Gaia: Soil Microbiome Transformer
Gaia is a transformer language model for soil microbiome abundance profiles. It treats microbial genera as tokens and learns representations that transfer to downstream tasks such as soil pH, soil organic carbon, and crop yield prediction.
Model family
This repository contains multiple checkpoint lines from the Gaia project:
| Checkpoint | Description |
|---|---|
gaia_v4/best/ |
Final recommended checkpoint |
gaia_v3/best/ |
v3 release |
gaia_v2/best/ |
v2 release |
gaia_expanded/best/ |
Expanded vocabulary variant |
mgm_soil/, mgm_soil_3k/ |
Initial MGM-based soil pre-training runs |
Intermediate checkpoint-* folders are also included for full reproducibility.
Input / Output
- Input: Genus-level relative abundance of soil microbial community (~1000 genera), tokenized into a sequence of length 512 ordered by decreasing abundance.

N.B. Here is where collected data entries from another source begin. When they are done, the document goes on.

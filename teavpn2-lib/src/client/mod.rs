#![forbid(unsafe_code)]

//! Client lifecycle: connect, tunnel, and the reconnect regime with
//! exponential backoff. The tunnel device is created by the caller; the
//! server-assigned parameters are applied through the configurator
//! seam once AUTH_OK arrives.

mod flow;
pub mod tcp;
pub mod udp;

use std::sync::Arc;
use std::time::Duration;

use tokio::sync::watch;
use tokio::time::sleep;
use tracing::{info, warn};

use crate::config::{ClientConfig, SockType};
use crate::engine;
use crate::error::{Error, Result};
use crate::signal;
use crate::tun::{IfaceConfigurator, TunDevice};

/// Cap on the backoff delay between reconnect attempts.
const MAX_BACKOFF: Duration = Duration::from_secs(30);

/// Run the client with signal handling wired up.
pub async fn serve(
    cfg: ClientConfig,
    tun: TunDevice,
    iface: Arc<dyn IfaceConfigurator>,
) -> Result<()> {
    let (stop_tx, stop_rx) = watch::channel(false);
    signal::register(stop_tx);
    signal::spawn_watcher();
    let ret = run(cfg, tun, iface, stop_rx).await;
    signal::deregister();
    ret
}

/// Run the client until `stop` flips, the session ends without
/// reconnect, or a fatal error occurs.
pub async fn run(
    cfg: ClientConfig,
    tun: TunDevice,
    iface: Arc<dyn IfaceConfigurator>,
    mut stop: watch::Receiver<bool>,
) -> Result<()> {
    engine::select_event_loop(cfg.event_loop)?;

    let mut attempt: u32 = 0;
    loop {
        if *stop.borrow() {
            return Ok(());
        }
        let res = match cfg.sock.sock_type {
            SockType::Tcp => tcp::run_once(&cfg, &tun, iface.as_ref(), stop.clone()).await,
            SockType::Udp => udp::run_once(&cfg, &tun, iface.as_ref(), stop.clone()).await,
        };
        match res {
            Ok(()) => {
                if *stop.borrow() {
                    return Ok(());
                }
                info!("session ended by the server");
                // The tunnel was up, so the retry count starts over.
                attempt = 0;
                if !cfg.reconnect.enabled {
                    return Ok(());
                }
            }
            Err(e) if is_fatal(&e) => return Err(e),
            Err(e) => {
                warn!(error = %e, "session failed");
                if !cfg.reconnect.enabled {
                    return Err(e);
                }
            }
        }
        attempt += 1;
        if attempt > cfg.reconnect.max_tries {
            return Err(Error::ReconnectExhausted);
        }
        let delay = backoff(cfg.reconnect.base_delay_ms, attempt);
        info!(attempt, ?delay, "reconnecting");
        tokio::select! {
            _ = sleep(delay) => {}
            _ = stop.changed() => return Ok(()),
        }
    }
}

/// Errors reconnecting cannot fix.
fn is_fatal(e: &Error) -> bool {
    matches!(
        e,
        Error::AuthRejected
            | Error::VersionMismatch(_)
            | Error::Protocol(_)
            | Error::Config(_)
            | Error::EventLoopUnsupported(_)
    )
}

fn backoff(base_ms: u64, attempt: u32) -> Duration {
    let exp = attempt.saturating_sub(1).min(16);
    let ms = base_ms.saturating_mul(1u64 << exp);
    Duration::from_millis(ms).min(MAX_BACKOFF)
}

#[cfg(test)]
mod tests {
    use super::*;

    #[test]
    fn backoff_doubles_and_caps() {
        assert_eq!(backoff(500, 1), Duration::from_millis(500));
        assert_eq!(backoff(500, 2), Duration::from_millis(1000));
        assert_eq!(backoff(500, 3), Duration::from_millis(2000));
        assert_eq!(backoff(500, 12), MAX_BACKOFF);
    }
}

- Output: Embeddings suitable for linear probing / fine-tuning on soil property prediction (pH, carbon, yield, cross-site OOD, etc.).
Training data
Trained on the companion dataset Kimchikilla/gaia-corpus,
which aggregates publicly available soil metagenomic studies (MGnify, EMP,
Naylor, Bernburg long-term, USDA tillage, NEON, and more).
Code
Full training and evaluation pipeline, including tokenizer, preprocessing, and benchmark scripts, is available at: https://github.com/Kimchikilla/gaia
Citation
Paper draft available in the repository (docs/paper/). Please cite
accordingly when using these weights.